3 . 2  -  Formes du diabète de type 1

1. Formes particulières

Toutes ces autres formes du diabète de type 1 sont résumées dans le tableau 13.III.

a. Diabète de type 1 lent ou LADA

Le début est tardif et progressif, voisin de celui du type 2, mais les anticorps sont positifs (anti-GAD surtout) et le recours à l’insulinothérapie va s’avérer nécessaire en 2 à 10 ans. Le LADA représenterait jusqu’à 10 % des diabètes apparemment de type 2 (données de l’étude United Kingdom prospective diabetes study [UKPDS]) (++).

b. Diabète cétosique de l’Africain

Il s’agit du diabète cétosique du sujet noir d’origine africaine subsaharienne (antillais, africain, noir américain).
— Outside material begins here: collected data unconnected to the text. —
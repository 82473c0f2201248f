//! Named collision layers
//!
//! Every built section holds at most one collider per layer. Plain solid and
//! fluid voxels go to the default layers; block voxels may be routed to a
//! layer of their own with its own material.

use super::voxel::{Matter, Voxel, VoxelShape};
use crate::error::Result;
use crate::settings::{Layer, LayerSettings};
use std::collections::{BTreeMap, HashMap};
use std::fmt;
use std::sync::Arc;

/// Key of a configured layer
#[derive(Clone, PartialEq, Eq, Hash, PartialOrd, Ord, Debug)]
pub struct LayerKey(Arc<str>);

impl LayerKey {
    pub fn new(name: &str) -> Self {
        Self(Arc::from(name))
    }

    pub fn as_str(&self) -> &str {
        &self.0
    }
}

impl fmt::Display for LayerKey {
    fn fmt(&self, f: &mut fmt::Formatter<'_>) -> fmt::Result {
        f.write_str(&self.0)
    }
}

/// Validated layer settings, indexed for routing voxels
#[derive(Debug, Clone)]
pub struct LayerTable {
    layers: BTreeMap<LayerKey, Layer>,
    default_solid: LayerKey,
    default_fluid: LayerKey,
    by_block: HashMap<Arc<str>, LayerKey>,
}

impl LayerTable {
    /// Validate `settings` and index them
    ///
    /// # Errors
    /// [`TerrainError::Settings`](crate::TerrainError::Settings) if a default
    /// or block route names an unknown layer, or a layer material is invalid.
    pub fn new(settings: &LayerSettings) -> Result<Self> {
        settings.validate()?;
        Ok(Self::index(settings))
    }

    fn index(settings: &LayerSettings) -> Self {
        Self {
            layers: settings
                .all
                .iter()
                .map(|(key, layer)| (LayerKey::new(key), *layer))
                .collect(),
            default_solid: LayerKey::new(&settings.default_solid),
            default_fluid: LayerKey::new(&settings.default_fluid),
            by_block: settings
                .by_block
                .iter()
                .map(|(block, key)| (Arc::from(block.as_str()), LayerKey::new(key)))
                .collect(),
        }
    }

    pub fn get(&self, key: &LayerKey) -> Option<&Layer> {
        self.layers.get(key)
    }

    pub fn default_solid(&self) -> &LayerKey {
        &self.default_solid
    }

    pub fn default_fluid(&self) -> &LayerKey {
        &self.default_fluid
    }

    pub fn len(&self) -> usize {
        self.layers.len()
    }

    pub fn is_empty(&self) -> bool {
        self.layers.is_empty()
    }

    /// Layer and geometry of a voxel, `None` for passable voxels
    pub fn route<'v>(&self, voxel: &'v Voxel) -> Option<(&LayerKey, &'v VoxelShape)> {
        match voxel {
            Voxel::Passable => None,
            Voxel::Solid(shape) => Some((&self.default_solid, shape)),
            Voxel::Fluid(shape) => Some((&self.default_fluid, shape)),
            Voxel::Block {
                kind,
                matter,
                shape,
            } => {
                let key = self
                    .by_block
                    .get(kind.as_str())
                    .unwrap_or(match matter {
                        Matter::Solid => &self.default_solid,
                        Matter::Fluid => &self.default_fluid,
                    });
                Some((key, shape))
            }
        }
    }
}

impl Default for LayerTable {
    fn default() -> Self {
        Self::index(&LayerSettings::default())
    }
}

#[cfg(test)]
mod tests {
    use super::*;
    use crate::settings::{DEFAULT_FLUID_LAYER, DEFAULT_SOLID_LAYER};
    use crate::TerrainError;

    fn with_ice() -> LayerSettings {
        let mut settings = LayerSettings::default();
        settings.all.insert(
            "ice".to_owned(),
            Layer::Solid {
                friction: 0.02,
                restitution: 0.0,
            },
        );
        settings.by_block.insert("packed_ice".to_owned(), "ice".to_owned());
        settings
    }

    #[test]
    fn test_default_table_has_solid_and_fluid() {
        let table = LayerTable::default();

        assert_eq!(table.len(), 2);
        assert_eq!(table.default_solid().as_str(), DEFAULT_SOLID_LAYER);
        assert_eq!(table.default_fluid().as_str(), DEFAULT_FLUID_LAYER);
        assert!(matches!(table.get(table.default_fluid()), Some(Layer::Fluid { .. })));
    }

    #[test]
    fn test_plain_voxels_use_default_layers() {
        let table = LayerTable::default();

        let (key, _) = table.route(&Voxel::Solid(VoxelShape::Full)).unwrap();
        assert_eq!(key, table.default_solid());
        let (key, _) = table.route(&Voxel::Fluid(VoxelShape::Full)).unwrap();
        assert_eq!(key, table.default_fluid());
        assert!(table.route(&Voxel::Passable).is_none());
    }

    #[test]
    fn test_block_route_overrides_default() {
        let table = LayerTable::new(&with_ice()).unwrap();

        let ice = Voxel::block("packed_ice", Matter::Solid, VoxelShape::Full);
        assert_eq!(table.route(&ice).unwrap().0.as_str(), "ice");

        // Unrouted kinds fall back to the default layer of their matter
        let stone = Voxel::block("stone", Matter::Solid, VoxelShape::Full);
        assert_eq!(table.route(&stone).unwrap().0, table.default_solid());
        let lava = Voxel::block("lava", Matter::Fluid, VoxelShape::Full);
        assert_eq!(table.route(&lava).unwrap().0, table.default_fluid());
    }

    #[test]
    fn test_new_rejects_dangling_route() {
        let mut settings = with_ice();
        settings.by_block.insert("slab".to_owned(), "slabs".to_owned());

        assert!(matches!(LayerTable::new(&settings), Err(TerrainError::Settings(_))));
    }

    #[test]
    fn test_new_rejects_unknown_default() {
        let settings = LayerSettings {
            default_solid: "ground".to_owned(),
            ..LayerSettings::default()
        };

        assert!(matches!(LayerTable::new(&settings), Err(TerrainError::Settings(_))));
    }
}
Le début se caractérise par une décompensation cétosique, suivie, après normalisation de la glycémie, d’une possibilité d’arrêt de l’insuline dans 50 % des cas. Les épisodes de cétose peuvent se répéter, entrecoupés de phases de rémission. L’obésité est inconstante. Les anticorps spécifiques du diabète de type 1 sont négatifs. Le mécanisme de ce diabète demeure méconnu. Une origine virale a été avancée.

2. Autres cas

Il existe le cas du diagnostic tardif au stade de coma acidocétosique, que l’on devrait ne plus voir.
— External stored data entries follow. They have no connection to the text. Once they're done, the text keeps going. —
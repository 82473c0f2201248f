//! Section coordinates and per-section state
//!
//! A section is a fixed-size cube of the voxel world and the unit in which
//! terrain collision is generated and retired.

use super::layer::LayerKey;
use super::shape_cache::ShapeRef;
use super::snapshot::VoxelSnapshot;
use crate::bounds::Aabb;
use glam::{IVec2, IVec3, Vec3};
use rapier3d::prelude::ColliderHandle;
use std::cmp::Ordering;
use std::collections::BTreeMap;
use std::fmt;
use std::sync::Arc;
use std::time::Instant;

/// Edge length of a section, in voxels and world units
pub const SECTION_SIZE: i32 = 16;

/// Number of voxels in one section
pub const SECTION_VOLUME: usize = (SECTION_SIZE * SECTION_SIZE * SECTION_SIZE) as usize;

/// Integer coordinate of a section (world position divided by [`SECTION_SIZE`])
///
/// Ordered lexicographically by `(x, y, z)`.
#[derive(Clone, Copy, PartialEq, Eq, Hash, Debug)]
pub struct SectionCoord(pub IVec3);

impl Ord for SectionCoord {
    fn cmp(&self, other: &Self) -> Ordering {
        self.0.to_array().cmp(&other.0.to_array())
    }
}

impl PartialOrd for SectionCoord {
    fn partial_cmp(&self, other: &Self) -> Option<Ordering> {
        Some(self.cmp(other))
    }
}

impl SectionCoord {
    pub fn new(x: i32, y: i32, z: i32) -> Self {
        Self(IVec3::new(x, y, z))
    }

    /// Section holding a world-space point
    pub fn containing(point: Vec3) -> Self {
        Self((point / SECTION_SIZE as f32).floor().as_ivec3())
    }

    /// World-space minimum corner
    pub fn origin(&self) -> Vec3 {
        (self.0 * SECTION_SIZE).as_vec3()
    }

    /// World-space bounds of the whole section
    pub fn bounds(&self) -> Aabb {
        let origin = self.origin();
        Aabb::new(origin, origin + Vec3::splat(SECTION_SIZE as f32))
    }

    /// Horizontal region (column) this section belongs to
    pub fn region(&self) -> IVec2 {
        IVec2::new(self.0.x, self.0.z)
    }

    /// Every section touched by `bounds`
    ///
    /// Both edges are inclusive: a box ending exactly on a section boundary
    /// also covers the section on the far side of it.
    pub fn enclosing(bounds: &Aabb) -> impl Iterator<Item = SectionCoord> {
        let min = Self::containing(bounds.min).0;
        let max = Self::containing(bounds.max).0;

        (min.x..=max.x).flat_map(move |x| {
            (min.y..=max.y)
                .flat_map(move |y| (min.z..=max.z).map(move |z| SectionCoord::new(x, y, z)))
        })
    }
}

impl fmt::Display for SectionCoord {
    fn fmt(&self, f: &mut fmt::Formatter<'_>) -> fmt::Result {
        write!(f, "({}, {}, {})", self.0.x, self.0.y, self.0.z)
    }
}

/// Generation number of one snapshot request
///
/// A delivery is only accepted by a section still waiting on the same ticket.
#[derive(Clone, Copy, PartialEq, Eq, Hash, PartialOrd, Ord, Debug)]
pub struct Ticket(pub u64);

/// Colliders of one layer of one section, with the shape references they hold
#[derive(Debug, Default)]
pub struct ColliderGroup {
    pub colliders: Vec<ColliderHandle>,
    pub shapes: Vec<ShapeRef>,
}

/// Built collision of a section, by layer
pub type Layers = BTreeMap<LayerKey, ColliderGroup>;

/// Lifecycle state of a section
#[derive(Debug)]
pub enum SectionState {
    /// Wanted, no voxel data yet. Holds the ticket of the request in flight,
    /// or `None` when a request still has to be issued.
    Pending { request: Option<Ticket> },
    /// Voxel data arrived and awaits synthesis
    Snapshot(Arc<VoxelSnapshot>),
    /// Colliders registered in the physics space
    Built(Layers),
}

impl SectionState {
    pub fn is_pending(&self) -> bool {
        matches!(self, SectionState::Pending { .. })
    }

    pub fn is_built(&self) -> bool {
        matches!(self, SectionState::Built(_))
    }
}

/// One entry of the section registry
#[derive(Debug)]
pub struct Section {
    pub state: SectionState,
    /// Deadline after which an unwanted section is destroyed
    pub retire_at: Option<Instant>,
    /// Colliders of the previous build, kept live while a rebuild is in flight
    pub superseded: Option<Layers>,
}

impl Section {
    pub fn pending() -> Self {
        Self {
            state: SectionState::Pending { request: None },
            retire_at: None,
            superseded: None,
        }
    }

    /// A section that never gets data and holds no colliders
    pub fn empty() -> Self {
        Self {
            state: SectionState::Built(Layers::new()),
            retire_at: None,
            superseded: None,
        }
    }

    /// Number of colliders this section currently owns in the physics space
    pub fn collider_count(&self) -> usize {
        let built = match &self.state {
            SectionState::Built(layers) => count_colliders(layers),
            _ => 0,
        };
        built + self.superseded.as_ref().map_or(0, count_colliders)
    }
}

fn count_colliders(layers: &Layers) -> usize {
    layers.values().map(|group| group.colliders.len()).sum()
}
Il peut s’agir également d’un diagnostic préclinique à l’occasion d’une évaluation du risque au sein des fratries. Le dosage additionnel des anticorps anti-ICA, anti-GAD, anti-IA2 et anti-insuline permet de quantifier le risque présenté par ces populations encore indemnes. Par exemple, la présence de 3 auto-anticorps positifs confère un risque proche de 100 % de développer un diabète dans les 5 ans (++). L’analyse des groupes HLA est d’un moindre intérêt du fait de la fréquence des antigènes de susceptibilité dans la population générale (en revanche, l’identification de gènes protecteurs aurait plus d’intérêt pour le calcul du risque). Cette démarche de dépistage est réservée à des centres de recherche car actuellement aucune immunomodulation préventive ne s’est avérée efficace pour empêcher l’apparition du diabète (immunosuppresseurs, insulinothérapie sous-cutanée ou orale, nicotinamide, vaccination BCG, etc.). Une intervention préventive ne peut donc se concevoir que dans le cadre d’un protocole expérimental.
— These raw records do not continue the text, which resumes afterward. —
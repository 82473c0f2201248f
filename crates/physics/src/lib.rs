mod bounds;
mod error;
mod settings;
mod space;
pub mod terrain;
mod world;

pub use bounds::Aabb;
pub use error::{Result, SnapshotError, TerrainError};
pub use settings::{
    Layer, LayerSettings, TerrainSettings, DEFAULT_FLUID_LAYER, DEFAULT_SOLID_LAYER,
};
pub use space::{BodyState, PhysicsSpace};
pub use world::PhysicsWorld;

// Re-export for convenience
pub use glam;
pub use rapier3d;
La « rémission » ou la « lune de miel » du diabète de type 1 est une période qui peut survenir à la suite du diagnostic d’un diabète de type 1 typique. Il est dans ce cas possible d’équilibrer les glycémies avec de très faibles doses d’insuline, voire d’arrêter transitoirement ce traitement. Cette période, qui peut durer quelques mois, traduit la persistance d’une sécrétion insulinique et donc l’existence de cellules bêta fonctionnelles.

3 . 3  -  Affirmer le type 1 (+++)

Le diagnostic peut être clinique si l’hyperglycémie est associée à la triade classique « maigreur/cétose/âge < 35 ans ».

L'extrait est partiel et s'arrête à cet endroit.